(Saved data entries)
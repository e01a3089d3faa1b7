//! Roster use-case service: classes and students.
//!
//! # Responsibility
//! - Provide the class/student mutation API keyed by class name and roll
//!   number, the way callers address rosters.
//! - Enforce identity and uniqueness invariants before delegating writes to
//!   the repositories.
//!
//! # Invariants
//! - Rename never changes an identifier; it resolves the existing row and
//!   updates it in place.
//! - Soft-deleted names and roll numbers do not block reuse.
//! - Deleting a class cascades a tombstone to its active students in one
//!   atomic batch and leaves attendance history untouched.

use crate::model::class::{Class, ClassId, OwnerId};
use crate::model::student::{Student, StudentId};
use crate::repo::class_repo::ClassRepository;
use crate::repo::student_repo::StudentRepository;
use crate::service::{DomainError, DomainResult};
use crate::session::SessionProvider;
use log::info;
use std::collections::HashSet;
use std::sync::Arc;

/// Request model for one roster line in `set_students`.
#[derive(Debug, Clone, PartialEq, Eq)]
pub struct RosterEntry {
    /// Roll number, unique within the class's active roster.
    pub roll_number: String,
    /// Student display name.
    pub name: String,
}

/// Use-case service for class and student mutations.
pub struct RosterService<C: ClassRepository, S: StudentRepository> {
    classes: C,
    students: S,
    session: Arc<dyn SessionProvider>,
}

impl<C: ClassRepository, S: StudentRepository> RosterService<C, S> {
    /// Creates a service over the provided repositories and identity seam.
    pub fn new(classes: C, students: S, session: Arc<dyn SessionProvider>) -> Self {
        Self {
            classes,
            students,
            session,
        }
    }

    fn owner(&self) -> DomainResult<OwnerId> {
        self.session
            .current_user_id()
            .ok_or(DomainError::NotAuthenticated)
    }

    /// Creates a class for the current owner.
    ///
    /// # Errors
    /// - `NotAuthenticated` without an active session.
    /// - `DuplicateName` when an active class with this name exists.
    pub fn create_class(&self, name: &str) -> DomainResult<ClassId> {
        let owner = self.owner()?;
        if self.classes.find_active_by_name(owner, name)?.is_some() {
            return Err(DomainError::DuplicateName(name.to_string()));
        }

        let class = Class::new(owner, name);
        let id = self.classes.create(&class)?;
        info!("event=class_create module=service status=ok class_id={id}");
        Ok(id)
    }

    /// Renames a class in place; the identifier is guaranteed stable.
    ///
    /// Renaming a class to its current name is a no-op.
    ///
    /// # Errors
    /// - `ClassNotFound` when `old_name` has no active row.
    /// - `DuplicateName` when `new_name` collides with another active class.
    pub fn rename_class(&self, old_name: &str, new_name: &str) -> DomainResult<()> {
        if old_name == new_name {
            return Ok(());
        }

        let owner = self.owner()?;
        let class = self
            .classes
            .find_active_by_name(owner, old_name)?
            .ok_or_else(|| DomainError::ClassNotFound(old_name.to_string()))?;

        if let Some(other) = self.classes.find_active_by_name(owner, new_name)? {
            if other.id != class.id {
                return Err(DomainError::DuplicateName(new_name.to_string()));
            }
        }

        self.classes.rename(class.id, new_name)?;
        info!(
            "event=class_rename module=service status=ok class_id={}",
            class.id
        );
        Ok(())
    }

    /// Soft-deletes a class and cascades to its active students atomically.
    /// Returns the number of students tombstoned.
    pub fn delete_class(&self, name: &str) -> DomainResult<u64> {
        let owner = self.owner()?;
        let class = self
            .classes
            .find_active_by_name(owner, name)?
            .ok_or_else(|| DomainError::ClassNotFound(name.to_string()))?;

        let students = self.classes.soft_delete_cascade(class.id)?;
        info!(
            "event=class_delete module=service status=ok class_id={} students_tombstoned={students}",
            class.id
        );
        Ok(students)
    }

    /// Returns active class names for the current owner in creation order.
    pub fn get_classes(&self) -> DomainResult<Vec<String>> {
        let owner = self.owner()?;
        let classes = self.classes.list_for_owner(owner, false)?;
        Ok(classes.into_iter().map(|class| class.name).collect())
    }

    /// Resolves an active class by name for the current owner.
    pub fn find_class(&self, name: &str) -> DomainResult<Option<Class>> {
        let owner = self.owner()?;
        Ok(self.classes.find_active_by_name(owner, name)?)
    }

    /// Adds one student to a class.
    ///
    /// # Errors
    /// - `ClassNotFound` when the class id has no active row.
    /// - `DuplicateRollNumber` when an active student with this roll number
    ///   already exists in the class.
    pub fn add_student(
        &self,
        class_id: ClassId,
        roll_number: &str,
        name: &str,
    ) -> DomainResult<StudentId> {
        self.require_active_class(class_id)?;
        if self
            .students
            .find_active_by_roll(class_id, roll_number)?
            .is_some()
        {
            return Err(DomainError::DuplicateRollNumber(roll_number.to_string()));
        }

        let student = Student::new(class_id, roll_number, name);
        let id = self.students.create(&student)?;
        info!("event=student_add module=service status=ok class_id={class_id} student_id={id}");
        Ok(id)
    }

    /// Bulk-replaces the active roster of a class as one atomic operation:
    /// tombstones every active student, then inserts the new roster.
    ///
    /// # Errors
    /// - `DuplicateRollNumber` when the new roster repeats a roll number.
    pub fn set_students(
        &self,
        class_id: ClassId,
        roster: &[RosterEntry],
    ) -> DomainResult<Vec<StudentId>> {
        self.require_active_class(class_id)?;

        let mut seen = HashSet::new();
        for entry in roster {
            if !seen.insert(entry.roll_number.as_str()) {
                return Err(DomainError::DuplicateRollNumber(entry.roll_number.clone()));
            }
        }

        let students: Vec<Student> = roster
            .iter()
            .map(|entry| Student::new(class_id, entry.roll_number.clone(), entry.name.clone()))
            .collect();
        self.students.replace_roster(class_id, &students)?;

        info!(
            "event=roster_replace module=service status=ok class_id={class_id} size={}",
            students.len()
        );
        Ok(students.into_iter().map(|student| student.id).collect())
    }

    /// Returns the active roster of a class in creation order.
    ///
    /// An unknown class id yields an empty roster, not an error.
    pub fn get_students(&self, class_id: ClassId) -> DomainResult<Vec<Student>> {
        Ok(self.students.list_for_class(class_id, false)?)
    }

    /// Renames one active student, resolved by roll number. Identifier
    /// stability mirrors class rename.
    pub fn update_student_name(
        &self,
        class_id: ClassId,
        roll_number: &str,
        new_name: &str,
    ) -> DomainResult<()> {
        let student = self
            .students
            .find_active_by_roll(class_id, roll_number)?
            .ok_or_else(|| DomainError::StudentNotFound(roll_number.to_string()))?;

        self.students.rename(student.id, new_name)?;
        Ok(())
    }

    /// Soft-deletes one active student, resolved by roll number. Attendance
    /// history for the student is retained.
    pub fn delete_student(&self, class_id: ClassId, roll_number: &str) -> DomainResult<()> {
        let student = self
            .students
            .find_active_by_roll(class_id, roll_number)?
            .ok_or_else(|| DomainError::StudentNotFound(roll_number.to_string()))?;

        self.students.soft_delete(student.id)?;
        info!(
            "event=student_delete module=service status=ok class_id={class_id} student_id={}",
            student.id
        );
        Ok(())
    }

    fn require_active_class(&self, class_id: ClassId) -> DomainResult<()> {
        match self.classes.get(class_id, false)? {
            Some(_) => Ok(()),
            None => Err(DomainError::ClassNotFound(class_id.to_string())),
        }
    }
}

:: Task goal ::
The answer must be an exact copy of every entry.

:: Written solution ::
repository e01a3089d3faa1b7
//! Roster use-case service: classes and students.
//!
//! # Responsibility
//! - Provide the class/student mutation API keyed by class name and roll
//!   number, the way callers address rosters.
//! - Enforce identity and uniqueness invariants before delegating writes to
//!   the repositories.
//!
//! # Invariants
//! - Rename never changes an identifier; it resolves the existing row and
//!   updates it in place.
//! - Soft-deleted names and roll numbers do not block reuse.
//! - Deleting a class cascades a tombstone to its active students in one
//!   atomic batch and leaves attendance history untouched.

use crate::model::class::{Class, ClassId, OwnerId};
use crate::model::student::{Student, StudentId};
use crate::repo::class_repo::ClassRepository;
use crate::repo::student_repo::StudentRepository;
use crate::service::{DomainError, DomainResult};
use crate::session::SessionProvider;
use log::info;
use std::collections::HashSet;
use std::sync::Arc;

/// Request model for one roster line in `set_students`.
#[derive(Debug, Clone, PartialEq, Eq)]
pub struct RosterEntry {
    /// Roll number, unique within the class's active roster.
    pub roll_number: String,
    /// Student display name.
    pub name: String,
}

/// Use-case service for class and student mutations.
pub struct RosterService<C: ClassRepository, S: StudentRepository> {
    classes: C,
    students: S,
    session: Arc<dyn SessionProvider>,
}

impl<C: ClassRepository, S: StudentRepository> RosterService<C, S> {
    /// Creates a service over the provided repositories and identity seam.
    pub fn new(classes: C, students: S, session: Arc<dyn SessionProvider>) -> Self {
        Self {
            classes,
            students,
            session,
        }
    }

    fn owner(&self) -> DomainResult<OwnerId> {
        self.session
            .current_user_id()
            .ok_or(DomainError::NotAuthenticated)
    }

    /// Creates a class for the current owner.
    ///
    /// # Errors
    /// - `NotAuthenticated` without an active session.
    /// - `DuplicateName` when an active class with this name exists.
    pub fn create_class(&self, name: &str) -> DomainResult<ClassId> {
        let owner = self.owner()?;
        if self.classes.find_active_by_name(owner, name)?.is_some() {
            return Err(DomainError::DuplicateName(name.to_string()));
        }

        let class = Class::new(owner, name);
        let id = self.classes.create(&class)?;
        info!("event=class_create module=service status=ok class_id={id}");
        Ok(id)
    }

    /// Renames a class in place; the identifier is guaranteed stable.
    ///
    /// Renaming a class to its current name is a no-op.
    ///
    /// # Errors
    /// - `ClassNotFound` when `old_name` has no active row.
    /// - `DuplicateName` when `new_name` collides with another active class.
    pub fn rename_class(&self, old_name: &str, new_name: &str) -> DomainResult<()> {
        if old_name == new_name {
            return Ok(());
        }

        let owner = self.owner()?;
        let class = self
            .classes
            .find_active_by_name(owner, old_name)?
            .ok_or_else(|| DomainError::ClassNotFound(old_name.to_string()))?;

        if let Some(other) = self.classes.find_active_by_name(owner, new_name)? {
            if other.id != class.id {
                return Err(DomainError::DuplicateName(new_name.to_string()));
            }
        }

        self.classes.rename(class.id, new_name)?;
        info!(
            "event=class_rename module=service status=ok class_id={}",
            class.id
        );
        Ok(())
    }

    /// Soft-deletes a class and cascades to its active students atomically.
    /// Returns the number of students tombstoned.
    pub fn delete_class(&self, name: &str) -> DomainResult<u64> {
        let owner = self.owner()?;
        let class = self
            .classes
            .find_active_by_name(owner, name)?
            .ok_or_else(|| DomainError::ClassNotFound(name.to_string()))?;

        let students = self.classes.soft_delete_cascade(class.id)?;
        info!(
            "event=class_delete module=service status=ok class_id={} students_tombstoned={students}",
            class.id
        );
        Ok(students)
    }

    /// Returns active class names for the current owner in creation order.
    pub fn get_classes(&self) -> DomainResult<Vec<String>> {
        let owner = self.owner()?;
        let classes = self.classes.list_for_owner(owner, false)?;
        Ok(classes.into_iter().map(|class| class.name).collect())
    }

    /// Resolves an active class by name for the current owner.
    pub fn find_class(&self, name: &str) -> DomainResult<Option<Class>> {
        let owner = self.owner()?;
        Ok(self.classes.find_active_by_name(owner, name)?)
    }

    /// Adds one student to a class.
    ///
    /// # Errors
    /// - `ClassNotFound` when the class id has no active row.
    /// - `DuplicateRollNumber` when an active student with this roll number
    ///   already exists in the class.
    pub fn add_student(
        &self,
        class_id: ClassId,
        roll_number: &str,
        name: &str,
    ) -> DomainResult<StudentId> {
        self.require_active_class(class_id)?;
        if self
            .students
            .find_active_by_roll(class_id, roll_number)?
            .is_some()
        {
            return Err(DomainError::DuplicateRollNumber(roll_number.to_string()));
        }

        let student = Student::new(class_id, roll_number, name);
        let id = self.students.create(&student)?;
        info!("event=student_add module=service status=ok class_id={class_id} student_id={id}");
        Ok(id)
    }

    /// Bulk-replaces the active roster of a class as one atomic operation:
    /// tombstones every active student, then inserts the new roster.
    ///
    /// # Errors
    /// - `DuplicateRollNumber` when the new roster repeats a roll number.
    pub fn set_students(
        &self,
        class_id: ClassId,
        roster: &[RosterEntry],
    ) -> DomainResult<Vec<StudentId>> {
        self.require_active_class(class_id)?;

        let mut seen = HashSet::new();
        for entry in roster {
            if !seen.insert(entry.roll_number.as_str()) {
                return Err(DomainError::DuplicateRollNumber(entry.roll_number.clone()));
            }
        }

        let students: Vec<Student> = roster
            .iter()
            .map(|entry| Student::new(class_id, entry.roll_number.clone(), entry.name.clone()))
            .collect();
        self.students.replace_roster(class_id, &students)?;

        info!(
            "event=roster_replace module=service status=ok class_id={class_id} size={}",
            students.len()
        );
        Ok(students.into_iter().map(|student| student.id).collect())
    }

    /// Returns the active roster of a class in creation order.
    ///
    /// An unknown class id yields an empty roster, not an error.
    pub fn get_students(&self, class_id: ClassId) -> DomainResult<Vec<Student>> {
        Ok(self.students.list_for_class(class_id, false)?)
    }

    /// Renames one active student, resolved by roll number. Identifier
    /// stability mirrors class rename.
    pub fn update_student_name(
        &self,
        class_id: ClassId,
        roll_number: &str,
        new_name: &str,
    ) -> DomainResult<()> {
        let student = self
            .students
            .find_active_by_roll(class_id, roll_number)?
            .ok_or_else(|| DomainError::StudentNotFound(roll_number.to_string()))?;

        self.students.rename(student.id, new_name)?;
        Ok(())
    }

    /// Soft-deletes one active student, resolved by roll number. Attendance
    /// history for the student is retained.
    pub fn delete_student(&self, class_id: ClassId, roll_number: &str) -> DomainResult<()> {
        let student = self
            .students
            .find_active_by_roll(class_id, roll_number)?
            .ok_or_else(|| DomainError::StudentNotFound(roll_number.to_string()))?;

        self.students.soft_delete(student.id)?;
        info!(
            "event=student_delete module=service status=ok class_id={class_id} student_id={}",
            student.id
        );
        Ok(())
    }

    fn require_active_class(&self, class_id: ClassId) -> DomainResult<()> {
        match self.classes.get(class_id, false)? {
            Some(_) => Ok(()),
            None => Err(DomainError::ClassNotFound(class_id.to_string())),
        }
    }
}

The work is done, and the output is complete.